Professional Tourist Guide ;)

Professional tourist guide

Remember how I wrote about the disastrous trip to France with my mother on her 50th birthday? Well, I have another story to tell about how a professional travel guide can not read a map. The professional here, would be me.

Some years back I got a guest from France who absolutely loved driving snowmobiles and just playing and being in the snow. I had promised him many times that when ever he wanted to come back to Lapland, I would take a weekend off and we would do all the activities he loves so much.
So when he finally did, I booked us a weekend in a remote cabin in the middle of nowhere and a snowmobile to drive all day long.

On our first day of the weekend we put a full tank of gasoline in the snowmobile and started driving off to a small lake behind the hills, only about 15 kilometers away from the cabin. Our intension was to do some ice fishing and eat the catch of the day for lunch and then spend the afternoon at the nearby husky farm.
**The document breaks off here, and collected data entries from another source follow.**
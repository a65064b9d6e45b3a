use std::sync::Arc;

use super::common::*;
use crate::quiz::{
    AdvanceOutcome, ContactField, IntakeError, QuizError, QuizPhase, QuizSession, SECTION_COUNT,
};

#[test]
fn new_session_starts_at_intake() {
    let session = QuizSession::new(Arc::new(RecordingDispatcher::default()));
    assert_eq!(session.phase(), QuizPhase::Intake);
    assert!(session.answers().is_empty());
    assert!(session.contact().is_empty());
    assert!(session.progress().is_none());
}

#[test]
fn intake_requires_every_contact_field() {
    let mut session = QuizSession::new(Arc::new(RecordingDispatcher::default()));
    let mut incomplete = contact();
    incomplete.email.clear();

    let err = session.submit_intake(incomplete).expect_err("blank email");
    assert_eq!(
        err,
        QuizError::Intake(IntakeError::MissingField(ContactField::Email))
    );
    assert_eq!(session.phase(), QuizPhase::Intake);

    session.submit_intake(contact()).expect("intake accepted");
    assert_eq!(session.phase(), QuizPhase::InProgress { section: 0 });
    assert_eq!(session.contact(), &contact());
}

#[test]
fn intake_cannot_be_resubmitted_mid_quiz() {
    let (mut session, _) = started_session();
    let err = session.submit_intake(contact()).expect_err("already started");
    assert!(matches!(
        err,
        QuizError::WrongPhase {
            phase: "in_progress",
            ..
        }
    ));
}

#[test]
fn answers_rejected_before_intake() {
    let mut session = QuizSession::new(Arc::new(RecordingDispatcher::default()));
    let err = session.answer(0, 0, true).expect_err("intake first");
    assert!(matches!(
        err,
        QuizError::WrongPhase {
            phase: "intake",
            ..
        }
    ));
}

#[test]
fn answer_rejects_out_of_range_positions() {
    let (mut session, _) = started_session();
    assert_eq!(
        session.answer(SECTION_COUNT, 0, true),
        Err(QuizError::UnknownQuestion {
            section: SECTION_COUNT,
            question: 0
        })
    );
    assert!(session.answer(1, 3, true).is_err());
}

#[test]
fn answer_uses_global_index_and_overwrites() {
    let (mut session, _) = started_session();
    session.answer(2, 1, true).expect("answer");
    assert_eq!(session.answers().get(7), Some(true));

    session.answer(2, 1, false).expect("answer");
    assert_eq!(session.answers().get(7), Some(false));
    assert_eq!(session.answers().len(), 1);
}

#[test]
fn can_advance_needs_all_three_answers() {
    for section in 0..SECTION_COUNT {
        for mask in 0u8..8 {
            let (mut session, _) = started_session();
            for question in 0..3 {
                if mask & (1 << question) != 0 {
                    session
                        .answer(section, question, question % 2 == 0)
                        .expect("answer");
                }
            }
            assert_eq!(
                session.can_advance(section),
                mask == 0b111,
                "section {section} mask {mask:03b}"
            );
        }
    }
}

#[test]
fn advance_is_blocked_until_section_complete() {
    let (mut session, dispatcher) = started_session();
    session.answer(0, 0, true).expect("answer");
    session.answer(0, 1, true).expect("answer");

    assert_eq!(session.advance(), AdvanceOutcome::Blocked);
    assert_eq!(session.phase(), QuizPhase::InProgress { section: 0 });

    session.answer(0, 2, false).expect("answer");
    assert_eq!(session.advance(), AdvanceOutcome::NextSection(1));
    assert_eq!(session.phase(), QuizPhase::InProgress { section: 1 });
    assert_eq!(session.current_section().map(|s| s.title), Some("OPERAÇÃO"));
    assert!(dispatcher.payloads().is_empty());
}

#[test]
fn go_back_floors_at_first_section() {
    let (mut session, _) = started_session();
    session.go_back();
    assert_eq!(session.phase(), QuizPhase::InProgress { section: 0 });

    let pattern = [T; 12];
    answer_section(&mut session, 0, &pattern);
    session.advance();
    answer_section(&mut session, 1, &pattern);
    session.advance();
    assert_eq!(session.phase(), QuizPhase::InProgress { section: 2 });

    session.go_back();
    session.go_back();
    session.go_back();
    assert_eq!(session.phase(), QuizPhase::InProgress { section: 0 });
    assert_eq!(session.answers().len(), 6);
}

#[test]
fn completing_last_section_submits_exactly_once() {
    let (mut session, dispatcher) = started_session();
    run_quiz(&mut session, &[T, T, T, T, F, F, F, F, F, F, F, F]);

    assert_eq!(session.phase(), QuizPhase::Results);
    assert_eq!(session.advance(), AdvanceOutcome::Blocked);
    session.go_back();
    assert_eq!(session.phase(), QuizPhase::Results);

    let payloads = dispatcher.payloads();
    assert_eq!(payloads.len(), 1);
}

#[test]
fn answers_rejected_once_results_are_shown() {
    let (mut session, dispatcher) = started_session();
    run_quiz(&mut session, &[T, T, T, T, F, F, F, F, F, F, F, F]);

    let err = session.answer(0, 0, false).expect_err("quiz finished");
    assert!(matches!(
        err,
        QuizError::WrongPhase {
            phase: "results",
            ..
        }
    ));
    assert_eq!(session.answers().get(0), Some(true));
    assert_eq!(session.score(), 4);
    assert_eq!(dispatcher.payloads().len(), 1);
}

#[test]
fn ana_scores_four_and_lands_in_estruturado() {
    let (mut session, dispatcher) = started_session();
    run_quiz(&mut session, &[T, T, T, T, F, F, F, F, F, F, F, F]);

    assert_eq!(session.score(), 4);
    assert_eq!(session.maturity_level().level, "ESTRUTURADO");

    let payload = dispatcher.payloads().pop().expect("payload dispatched");
    assert_eq!(payload.score, 4);
    assert_eq!(payload.maturity_level, "ESTRUTURADO");
    assert_eq!(payload.contact, contact());
    assert_eq!(payload.answers.len(), 12);
    assert_eq!(payload.answers.get(3), Some(true));
    assert_eq!(payload.answers.get(4), Some(false));
}

#[test]
fn all_yes_scores_twelve_and_lands_in_transformador() {
    let (mut session, dispatcher) = started_session();
    run_quiz(&mut session, &[T; 12]);

    let result = session.result().expect("results available");
    assert_eq!(result.score, 12);
    assert_eq!(result.maturity.level, "TRANSFORMADOR");
    assert_eq!(dispatcher.payloads()[0].maturity_level, "TRANSFORMADOR");
}

#[test]
fn dispatch_failure_still_reaches_results() {
    let mut session = QuizSession::new(Arc::new(FailingDispatcher));
    session.submit_intake(contact()).expect("intake accepted");
    run_quiz(&mut session, &[F; 12]);

    assert_eq!(session.phase(), QuizPhase::Results);
    assert_eq!(session.maturity_level().level, "REATIVO");
}

#[test]
fn restart_clears_state_from_any_phase() {
    let (mut session, _) = started_session();
    session.answer(0, 0, true).expect("answer");
    session.restart();
    assert_eq!(session.phase(), QuizPhase::Intake);
    assert!(session.answers().is_empty());
    assert!(session.contact().is_empty());

    let (mut finished, _) = started_session();
    run_quiz(&mut finished, &[T; 12]);
    finished.restart();
    assert_eq!(finished.phase(), QuizPhase::Intake);
    assert!(finished.answers().is_empty());
    assert!(finished.result().is_none());

    let mut fresh = QuizSession::new(Arc::new(RecordingDispatcher::default()));
    fresh.restart();
    assert_eq!(fresh.phase(), QuizPhase::Intake);
}
use crate::config::TelemetryConfig;
use std::fmt;
use tracing_subscriber::filter::ParseError;
use tracing_subscriber::EnvFilter;

#[derive(Debug)]
pub enum TelemetryError {
    EnvFilter { value: String, source: ParseError },
    Subscriber(Box<dyn std::error::Error + Send + Sync>),
}

impl fmt::Display for TelemetryError {
    fn fmt(&self, f: &mut fmt::Formatter<'_>) -> fmt::Result {
        match self {
            TelemetryError::EnvFilter { value, .. } => {
                write!(f, "invalid log filter '{value}' for the quiz service")
            }
            TelemetryError::Subscriber(err) => write!(f, "tracing subscriber error: {err}"),
        }
    }
}

impl std::error::Error for TelemetryError {
    fn source(&self) -> Option<&(dyn std::error::Error + 'static)> {
        match self {
            TelemetryError::EnvFilter { source, .. } => Some(source),
            TelemetryError::Subscriber(err) => Some(&**err),
        }
    }
}

/// Builds the log filter, preferring `RUST_LOG` over the configured level.
pub fn env_filter(config: &TelemetryConfig) -> Result<EnvFilter, TelemetryError> {
    match EnvFilter::try_from_default_env() {
        Ok(filter) => Ok(filter),
        Err(_) => {
            EnvFilter::try_new(&config.log_level).map_err(|source| TelemetryError::EnvFilter {
                value: config.log_level.clone(),
                source,
            })
        }
    }
}

pub fn init(config: &TelemetryConfig) -> Result<(), TelemetryError> {
    let env_filter = env_filter(config)?;

    tracing_subscriber::fmt()
        .with_env_filter(env_filter)
        .with_target(false)
        .compact()
        .with_ansi(false)
        .try_init()
        .map_err(TelemetryError::Subscriber)
}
As I was more experienced driver, native Lapp, born in the capital of Lapland and working for the safari companies, I got to start. After hours of driving we got a bit confused. 15km was not supposed to take THAT long. We started studying the map which was very difficult. There were absolutely no sign marks in the view. Sure the map had loads but our view was pure, white snow, loads of small snowmobile tracks and small hills, and no lakes anywhere to be seen. I had to admit that I was lost.

My friend wanted to keep on going as we had loads of gasoline and the day was just about to start rising. So we kept on driving, stopping every once in a while to read the map and kept on going. I started feeling hungry already and a bit scared that we would not find our way back and would die there in between the small hills in pure whiteness. After hours of driving, my friend decided to take the map away from me and after only some half an hour from that we were suddenly on a road that wasn’t even marked on the map. We got very puzzled, had a good break and wondered what we should do. The sun was starting to set (as it does so in the early afternoon in Lapland during winters) and I started to get paranoid hearing voices of hungry animals and seeing glittering eyes behind the thin, small, trees. I wanted to drive to get us faster home and we decided to follow the road, as it must lead us somewhere where we can at least ask for help. And it did. It led us directly to our cabin in ten minutes. We had barely driven 30 kilometers that day, missing our ice fishing lake by meters as we had driven around it most of the day.